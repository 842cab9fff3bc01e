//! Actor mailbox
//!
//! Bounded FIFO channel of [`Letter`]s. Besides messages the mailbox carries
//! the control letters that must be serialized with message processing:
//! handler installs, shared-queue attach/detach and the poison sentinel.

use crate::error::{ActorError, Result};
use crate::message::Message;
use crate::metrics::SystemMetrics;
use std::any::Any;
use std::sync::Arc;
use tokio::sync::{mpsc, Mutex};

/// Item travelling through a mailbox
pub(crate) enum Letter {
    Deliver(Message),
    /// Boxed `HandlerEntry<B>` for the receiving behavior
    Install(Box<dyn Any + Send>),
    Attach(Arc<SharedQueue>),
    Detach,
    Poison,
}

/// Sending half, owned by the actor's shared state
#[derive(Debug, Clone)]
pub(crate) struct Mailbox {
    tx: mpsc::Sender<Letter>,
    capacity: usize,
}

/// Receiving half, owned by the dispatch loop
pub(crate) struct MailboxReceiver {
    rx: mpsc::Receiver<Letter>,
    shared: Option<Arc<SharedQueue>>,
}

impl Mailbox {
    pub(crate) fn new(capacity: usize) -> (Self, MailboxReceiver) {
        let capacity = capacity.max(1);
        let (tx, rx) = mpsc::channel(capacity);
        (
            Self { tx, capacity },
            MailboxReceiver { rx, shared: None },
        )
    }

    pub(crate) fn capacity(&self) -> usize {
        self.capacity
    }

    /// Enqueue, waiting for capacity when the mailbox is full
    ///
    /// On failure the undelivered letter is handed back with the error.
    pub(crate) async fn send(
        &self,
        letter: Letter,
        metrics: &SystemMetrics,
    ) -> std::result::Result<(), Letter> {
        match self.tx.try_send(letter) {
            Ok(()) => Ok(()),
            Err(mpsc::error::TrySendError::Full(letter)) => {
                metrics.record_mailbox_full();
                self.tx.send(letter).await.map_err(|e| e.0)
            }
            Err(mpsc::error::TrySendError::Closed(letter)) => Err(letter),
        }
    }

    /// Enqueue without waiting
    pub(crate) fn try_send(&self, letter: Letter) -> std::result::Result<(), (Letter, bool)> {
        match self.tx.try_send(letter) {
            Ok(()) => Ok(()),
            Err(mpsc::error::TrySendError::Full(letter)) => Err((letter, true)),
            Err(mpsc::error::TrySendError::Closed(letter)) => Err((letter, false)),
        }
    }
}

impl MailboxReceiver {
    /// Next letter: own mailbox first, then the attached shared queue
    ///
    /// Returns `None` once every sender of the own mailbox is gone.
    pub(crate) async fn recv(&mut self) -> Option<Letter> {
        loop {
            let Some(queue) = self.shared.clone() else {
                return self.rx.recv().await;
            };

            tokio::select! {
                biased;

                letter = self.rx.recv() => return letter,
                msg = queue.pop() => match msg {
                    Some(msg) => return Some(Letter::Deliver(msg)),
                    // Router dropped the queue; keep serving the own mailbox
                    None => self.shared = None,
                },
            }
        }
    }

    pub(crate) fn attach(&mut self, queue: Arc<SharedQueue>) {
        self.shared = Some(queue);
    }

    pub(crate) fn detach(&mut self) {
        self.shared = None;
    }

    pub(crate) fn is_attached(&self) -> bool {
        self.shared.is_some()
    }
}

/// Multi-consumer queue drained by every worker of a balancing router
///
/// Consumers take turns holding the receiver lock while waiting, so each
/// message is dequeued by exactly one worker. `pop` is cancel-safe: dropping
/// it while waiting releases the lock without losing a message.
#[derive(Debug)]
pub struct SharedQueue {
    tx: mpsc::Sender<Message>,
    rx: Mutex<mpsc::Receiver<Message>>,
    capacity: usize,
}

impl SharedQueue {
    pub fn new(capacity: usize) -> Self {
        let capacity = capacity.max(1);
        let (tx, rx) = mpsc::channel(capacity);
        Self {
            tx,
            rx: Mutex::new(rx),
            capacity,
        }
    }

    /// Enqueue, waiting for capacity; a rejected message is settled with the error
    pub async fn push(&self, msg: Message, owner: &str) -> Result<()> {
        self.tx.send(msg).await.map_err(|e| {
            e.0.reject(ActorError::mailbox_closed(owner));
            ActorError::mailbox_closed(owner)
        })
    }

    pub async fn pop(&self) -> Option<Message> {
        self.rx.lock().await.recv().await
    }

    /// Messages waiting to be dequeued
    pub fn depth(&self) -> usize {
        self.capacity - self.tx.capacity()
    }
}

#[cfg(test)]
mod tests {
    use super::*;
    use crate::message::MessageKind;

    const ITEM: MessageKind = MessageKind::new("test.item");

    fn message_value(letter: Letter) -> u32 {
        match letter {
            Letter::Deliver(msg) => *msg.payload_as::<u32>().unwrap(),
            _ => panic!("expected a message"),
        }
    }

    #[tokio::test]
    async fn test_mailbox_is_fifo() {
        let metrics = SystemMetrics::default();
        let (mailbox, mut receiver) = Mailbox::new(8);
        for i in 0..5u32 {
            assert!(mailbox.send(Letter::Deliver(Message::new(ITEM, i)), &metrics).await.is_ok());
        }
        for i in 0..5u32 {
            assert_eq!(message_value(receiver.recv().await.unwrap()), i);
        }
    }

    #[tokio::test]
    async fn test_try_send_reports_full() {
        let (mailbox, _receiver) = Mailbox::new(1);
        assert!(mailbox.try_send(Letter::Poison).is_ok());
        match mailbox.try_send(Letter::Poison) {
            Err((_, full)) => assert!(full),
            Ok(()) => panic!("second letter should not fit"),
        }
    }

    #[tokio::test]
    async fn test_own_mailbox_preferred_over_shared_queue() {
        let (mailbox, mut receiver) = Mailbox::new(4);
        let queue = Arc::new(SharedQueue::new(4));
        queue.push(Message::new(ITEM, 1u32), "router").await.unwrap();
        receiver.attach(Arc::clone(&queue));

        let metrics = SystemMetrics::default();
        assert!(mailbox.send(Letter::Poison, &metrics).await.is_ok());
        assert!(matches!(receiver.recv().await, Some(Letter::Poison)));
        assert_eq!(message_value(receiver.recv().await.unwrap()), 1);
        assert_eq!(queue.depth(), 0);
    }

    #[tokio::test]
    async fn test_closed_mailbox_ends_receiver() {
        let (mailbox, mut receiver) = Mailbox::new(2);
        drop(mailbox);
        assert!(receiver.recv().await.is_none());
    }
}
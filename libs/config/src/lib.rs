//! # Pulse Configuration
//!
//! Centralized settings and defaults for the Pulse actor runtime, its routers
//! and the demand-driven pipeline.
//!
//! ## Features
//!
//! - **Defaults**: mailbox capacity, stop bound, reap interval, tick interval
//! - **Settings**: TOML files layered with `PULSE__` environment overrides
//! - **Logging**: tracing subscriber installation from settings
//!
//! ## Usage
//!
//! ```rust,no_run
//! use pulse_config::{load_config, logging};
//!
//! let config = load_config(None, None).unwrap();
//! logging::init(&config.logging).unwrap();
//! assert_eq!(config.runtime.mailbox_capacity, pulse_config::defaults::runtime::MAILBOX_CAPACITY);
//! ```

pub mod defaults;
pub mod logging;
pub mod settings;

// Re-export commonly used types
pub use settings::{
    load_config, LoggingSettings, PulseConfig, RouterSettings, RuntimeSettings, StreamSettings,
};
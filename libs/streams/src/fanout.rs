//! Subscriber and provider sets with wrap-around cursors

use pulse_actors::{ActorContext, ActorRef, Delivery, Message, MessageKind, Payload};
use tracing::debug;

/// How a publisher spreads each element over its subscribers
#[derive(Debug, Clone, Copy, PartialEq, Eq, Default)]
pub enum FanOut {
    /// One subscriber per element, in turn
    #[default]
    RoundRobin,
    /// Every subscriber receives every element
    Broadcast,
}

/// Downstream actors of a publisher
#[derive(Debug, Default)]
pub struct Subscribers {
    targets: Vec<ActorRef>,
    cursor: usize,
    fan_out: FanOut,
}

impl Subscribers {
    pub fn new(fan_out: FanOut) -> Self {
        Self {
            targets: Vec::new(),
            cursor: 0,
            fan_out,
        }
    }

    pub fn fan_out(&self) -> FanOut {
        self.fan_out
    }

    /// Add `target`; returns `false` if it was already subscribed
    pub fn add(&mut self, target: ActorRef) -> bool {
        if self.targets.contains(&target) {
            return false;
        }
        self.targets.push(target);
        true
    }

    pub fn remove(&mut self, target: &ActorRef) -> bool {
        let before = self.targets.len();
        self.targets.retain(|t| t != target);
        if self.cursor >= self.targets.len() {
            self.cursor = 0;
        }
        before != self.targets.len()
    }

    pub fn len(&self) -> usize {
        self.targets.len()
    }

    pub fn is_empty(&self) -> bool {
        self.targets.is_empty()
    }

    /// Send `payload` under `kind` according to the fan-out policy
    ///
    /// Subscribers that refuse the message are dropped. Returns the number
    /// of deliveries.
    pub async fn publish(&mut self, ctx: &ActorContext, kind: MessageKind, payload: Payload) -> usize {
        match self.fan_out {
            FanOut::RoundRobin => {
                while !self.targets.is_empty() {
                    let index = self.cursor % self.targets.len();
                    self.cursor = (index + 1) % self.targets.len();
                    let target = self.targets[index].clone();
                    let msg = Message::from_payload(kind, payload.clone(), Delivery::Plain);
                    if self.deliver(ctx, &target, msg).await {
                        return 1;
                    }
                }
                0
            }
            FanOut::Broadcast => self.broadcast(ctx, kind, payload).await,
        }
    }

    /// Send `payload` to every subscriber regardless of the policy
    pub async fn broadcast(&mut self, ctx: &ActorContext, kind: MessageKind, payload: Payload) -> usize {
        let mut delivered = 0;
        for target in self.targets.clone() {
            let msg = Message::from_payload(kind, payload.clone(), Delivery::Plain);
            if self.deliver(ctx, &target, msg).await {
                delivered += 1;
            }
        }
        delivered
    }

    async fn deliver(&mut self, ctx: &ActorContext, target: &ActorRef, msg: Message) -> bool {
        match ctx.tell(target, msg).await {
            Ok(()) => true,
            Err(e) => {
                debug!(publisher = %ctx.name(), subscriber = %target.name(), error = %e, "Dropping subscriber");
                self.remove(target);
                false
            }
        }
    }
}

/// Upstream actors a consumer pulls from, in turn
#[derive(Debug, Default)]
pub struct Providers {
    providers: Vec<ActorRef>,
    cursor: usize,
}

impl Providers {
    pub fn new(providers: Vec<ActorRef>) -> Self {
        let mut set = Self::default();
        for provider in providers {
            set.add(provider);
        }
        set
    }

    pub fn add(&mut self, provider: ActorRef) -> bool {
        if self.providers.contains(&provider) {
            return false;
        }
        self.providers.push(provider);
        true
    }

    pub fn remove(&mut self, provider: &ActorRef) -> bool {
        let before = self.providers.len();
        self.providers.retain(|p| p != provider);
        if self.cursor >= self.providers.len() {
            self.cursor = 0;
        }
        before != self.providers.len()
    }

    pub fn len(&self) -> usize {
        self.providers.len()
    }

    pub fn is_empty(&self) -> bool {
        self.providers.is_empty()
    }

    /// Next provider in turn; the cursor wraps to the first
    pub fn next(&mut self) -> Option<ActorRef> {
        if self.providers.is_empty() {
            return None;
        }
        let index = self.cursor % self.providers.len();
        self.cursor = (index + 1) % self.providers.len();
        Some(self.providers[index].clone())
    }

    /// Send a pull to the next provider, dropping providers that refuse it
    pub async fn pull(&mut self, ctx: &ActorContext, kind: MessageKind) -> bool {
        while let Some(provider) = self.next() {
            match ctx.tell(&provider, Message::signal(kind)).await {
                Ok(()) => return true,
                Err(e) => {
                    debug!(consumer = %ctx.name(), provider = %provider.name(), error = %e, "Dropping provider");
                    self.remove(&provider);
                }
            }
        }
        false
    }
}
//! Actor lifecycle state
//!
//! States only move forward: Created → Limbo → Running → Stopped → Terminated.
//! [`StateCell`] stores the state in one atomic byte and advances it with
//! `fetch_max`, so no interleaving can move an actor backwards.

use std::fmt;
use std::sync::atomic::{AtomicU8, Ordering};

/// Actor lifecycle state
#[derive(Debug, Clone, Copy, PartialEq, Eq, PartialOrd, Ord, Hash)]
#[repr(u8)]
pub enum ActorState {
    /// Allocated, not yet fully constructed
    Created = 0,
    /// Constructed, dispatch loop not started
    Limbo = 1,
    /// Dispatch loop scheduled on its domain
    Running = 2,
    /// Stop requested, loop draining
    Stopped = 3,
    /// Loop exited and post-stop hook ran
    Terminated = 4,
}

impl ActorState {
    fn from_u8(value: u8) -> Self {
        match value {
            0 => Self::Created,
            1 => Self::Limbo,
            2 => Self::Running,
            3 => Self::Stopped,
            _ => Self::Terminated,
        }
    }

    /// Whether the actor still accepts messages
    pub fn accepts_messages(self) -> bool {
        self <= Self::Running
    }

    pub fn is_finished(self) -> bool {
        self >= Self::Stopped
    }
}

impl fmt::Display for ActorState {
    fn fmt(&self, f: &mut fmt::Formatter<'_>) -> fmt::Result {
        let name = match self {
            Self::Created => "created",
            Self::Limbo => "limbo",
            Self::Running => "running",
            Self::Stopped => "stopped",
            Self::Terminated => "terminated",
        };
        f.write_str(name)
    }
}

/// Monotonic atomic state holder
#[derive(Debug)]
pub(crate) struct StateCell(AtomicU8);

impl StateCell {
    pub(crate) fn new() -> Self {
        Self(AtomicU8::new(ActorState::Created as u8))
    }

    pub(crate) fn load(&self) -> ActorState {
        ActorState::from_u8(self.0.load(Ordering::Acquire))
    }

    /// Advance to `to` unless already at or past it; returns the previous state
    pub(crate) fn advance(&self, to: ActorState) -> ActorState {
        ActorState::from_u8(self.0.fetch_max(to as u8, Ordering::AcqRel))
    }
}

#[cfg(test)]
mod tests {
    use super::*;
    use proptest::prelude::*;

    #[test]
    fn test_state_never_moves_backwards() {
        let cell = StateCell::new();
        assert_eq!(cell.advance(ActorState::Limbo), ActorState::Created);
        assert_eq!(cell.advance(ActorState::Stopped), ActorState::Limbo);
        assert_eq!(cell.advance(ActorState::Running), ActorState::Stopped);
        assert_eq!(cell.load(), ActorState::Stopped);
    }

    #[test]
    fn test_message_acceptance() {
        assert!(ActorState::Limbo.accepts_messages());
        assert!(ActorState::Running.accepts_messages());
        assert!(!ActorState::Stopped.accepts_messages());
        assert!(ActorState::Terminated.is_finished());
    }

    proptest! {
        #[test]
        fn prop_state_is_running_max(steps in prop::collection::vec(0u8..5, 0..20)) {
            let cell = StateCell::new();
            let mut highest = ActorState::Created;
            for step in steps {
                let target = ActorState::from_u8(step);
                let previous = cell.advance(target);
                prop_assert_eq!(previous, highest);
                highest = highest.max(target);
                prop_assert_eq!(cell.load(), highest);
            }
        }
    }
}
______
Task details: Read through the entries and copy each line in which "SystemMetrics" appears.

Your solution:
use crate::metrics::SystemMetrics;
        metrics: &SystemMetrics,
        let metrics = SystemMetrics::default();
        let metrics = SystemMetrics::default();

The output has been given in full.